[51] For instance, Anfarr, the "Spotted;" Tarren, "Wheat-flour;" &c. &c.
[52] It is used by the northern people, the Abyssinians, Gallas, Adail,
Eesa and Gudabirsi; the southern Somal ignore it.
[53] The most dangerous disease is small-pox, which history traces to
Eastern Abyssinia, where it still becomes at times a violent epidemic,
sweeping off its thousands. The patient, if a man of note, is placed upon
the sand, and fed with rice or millet bread till he recovers or dies. The
chicken-pox kills many infants; they are treated by bathing in the fresh
blood of a sheep, covered with the skin, and exposed to the sun. Smoke and
glare, dirt and flies, cold winds and naked extremities, cause ophthalmia,
especially in the hills; this disease rarely blinds any save the citizens,
and no remedy is known.
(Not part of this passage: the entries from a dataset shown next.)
//! Trip display records.

use chrono::NaiveDateTime;

/// A display-ready trip between two stations.
///
/// Constructed fresh for each search response, owned by the requesting
/// caller for as long as the result screen lives, and never cached
/// across searches.
#[derive(Debug, Clone, PartialEq)]
pub struct TripRecord {
    /// Carrier name, first slash-separated variant, trimmed.
    pub carrier_title: String,

    /// Carrier logo URL.
    pub carrier_logo: Option<String>,

    /// Provider carrier code.
    pub carrier_code: Option<i64>,

    /// Departure time of day, "HH:mm".
    pub departure_time: String,

    /// Arrival time of day, "HH:mm".
    pub arrival_time: String,

    /// Whole-hour duration with a Russian unit, e.g. "2 часа".
    pub duration_label: String,

    /// Departure date, "<day> <genitive month>", e.g. "14 января".
    pub date_label: String,

    /// Parsed departure instant used for ordering. Display strings are
    /// never compared: "00:05" must sort after "23:50" of the previous
    /// day.
    pub sort_instant: NaiveDateTime,

    pub has_transfers: bool,

    /// Short transfer annotation when `has_transfers` is set.
    pub transfer_note: Option<String>,
}
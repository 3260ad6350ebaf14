//! Data transfer objects for web requests and responses.

use serde::{Deserialize, Serialize};

use crate::domain::{
    FilterCriteria, ResolvedCity, ResolvedStation, TimeWindow, TransfersPreference, TripRecord,
};

/// Request for the station picker.
#[derive(Debug, Deserialize)]
pub struct StationsRequest {
    /// Free-text city name
    pub city: String,
}

/// Request to search trips.
#[derive(Debug, Deserialize)]
pub struct SearchTripsRequest {
    /// Origin station code
    pub from: String,

    /// Destination station code
    pub to: String,

    /// Comma-separated window names, e.g. "morning,evening"
    pub time_windows: Option<String>,

    /// "yes" / "no"; absent means no preference
    pub transfers: Option<String>,
}

impl SearchTripsRequest {
    /// Parse the filter parameters into criteria.
    pub fn filter_criteria(&self) -> Result<FilterCriteria, String> {
        let mut criteria = FilterCriteria::default();

        if let Some(windows) = self.time_windows.as_deref() {
            for name in windows.split(',').filter(|name| !name.is_empty()) {
                let window = TimeWindow::parse(name)
                    .ok_or_else(|| format!("unknown time window: {name}"))?;
                criteria.time_windows.insert(window);
            }
        }

        criteria.transfers = match self.transfers.as_deref() {
            None => None,
            Some("yes") => Some(TransfersPreference::Yes),
            Some("no") => Some(TransfersPreference::No),
            Some(other) => return Err(format!("unknown transfers value: {other}")),
        };

        Ok(criteria)
    }
}

/// A city in picker results.
#[derive(Debug, Serialize)]
pub struct CityResult {
    pub title: String,
}

/// Response for the city picker.
#[derive(Debug, Serialize)]
pub struct CitiesResponse {
    pub cities: Vec<CityResult>,
}

/// A station in picker results.
#[derive(Debug, Serialize)]
pub struct StationResult {
    /// Display name with the city stripped
    pub title: String,

    /// Provider station code, when the station is searchable
    pub code: Option<String>,
}

/// Response for the station picker.
#[derive(Debug, Serialize)]
pub struct StationsResponse {
    pub stations: Vec<StationResult>,
}

/// A trip in search results.
#[derive(Debug, Serialize)]
pub struct TripResult {
    pub carrier: String,

    pub carrier_logo: Option<String>,

    pub carrier_code: Option<i64>,

    /// "HH:mm"
    pub departure_time: String,

    /// "HH:mm"
    pub arrival_time: String,

    /// e.g. "2 часа"
    pub duration: String,

    /// e.g. "14 января"
    pub date: String,

    pub has_transfers: bool,

    pub transfer_note: Option<String>,
}

/// Response for trip search.
#[derive(Debug, Serialize)]
pub struct TripsResponse {
    pub trips: Vec<TripResult>,
}

/// Response for the network status endpoint.
#[derive(Debug, Serialize)]
pub struct StatusResponse {
    /// "online" or "offline"
    pub status: &'static str,
}

/// Error response.
#[derive(Debug, Serialize)]
pub struct ErrorResponse {
    /// Error message
    pub error: String,
}

// Conversion implementations

impl CityResult {
    pub fn from_city(city: &ResolvedCity) -> Self {
        Self {
            title: city.title.clone(),
        }
    }
}

impl StationResult {
    pub fn from_station(station: &ResolvedStation) -> Self {
        Self {
            title: station.title.clone(),
            code: station.code.as_ref().map(|code| code.as_str().to_string()),
        }
    }
}

impl TripResult {
    pub fn from_record(trip: &TripRecord) -> Self {
        Self {
            carrier: trip.carrier_title.clone(),
            carrier_logo: trip.carrier_logo.clone(),
            carrier_code: trip.carrier_code,
            departure_time: trip.departure_time.clone(),
            arrival_time: trip.arrival_time.clone(),
            duration: trip.duration_label.clone(),
            date: trip.date_label.clone(),
            has_transfers: trip.has_transfers,
            transfer_note: trip.transfer_note.clone(),
        }
    }
}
Dysentery is cured by rice and sour milk, patients
also drink clarified cows' butter; and in bad cases the stomach is
cauterized, fire and disease, according to the Somal, never coexisting.
Haemorroids, when dry, are reduced by a stick used as a bougie and allowed
to remain in loco all night. Sometimes the part affected is cupped with a
horn and knife, or a leech performs excision. The diet is camels' or
goats' flesh and milk; clarified butter and Bussorab dates--rice and
mutton are carefully avoided. For a certain local disease, they use senna
or colocynth, anoint the body with sulphur boiled in ghee, and expose it
to the sun, or they leave the patient all night in the dew;--abstinence
and perspiration generally effect a cure.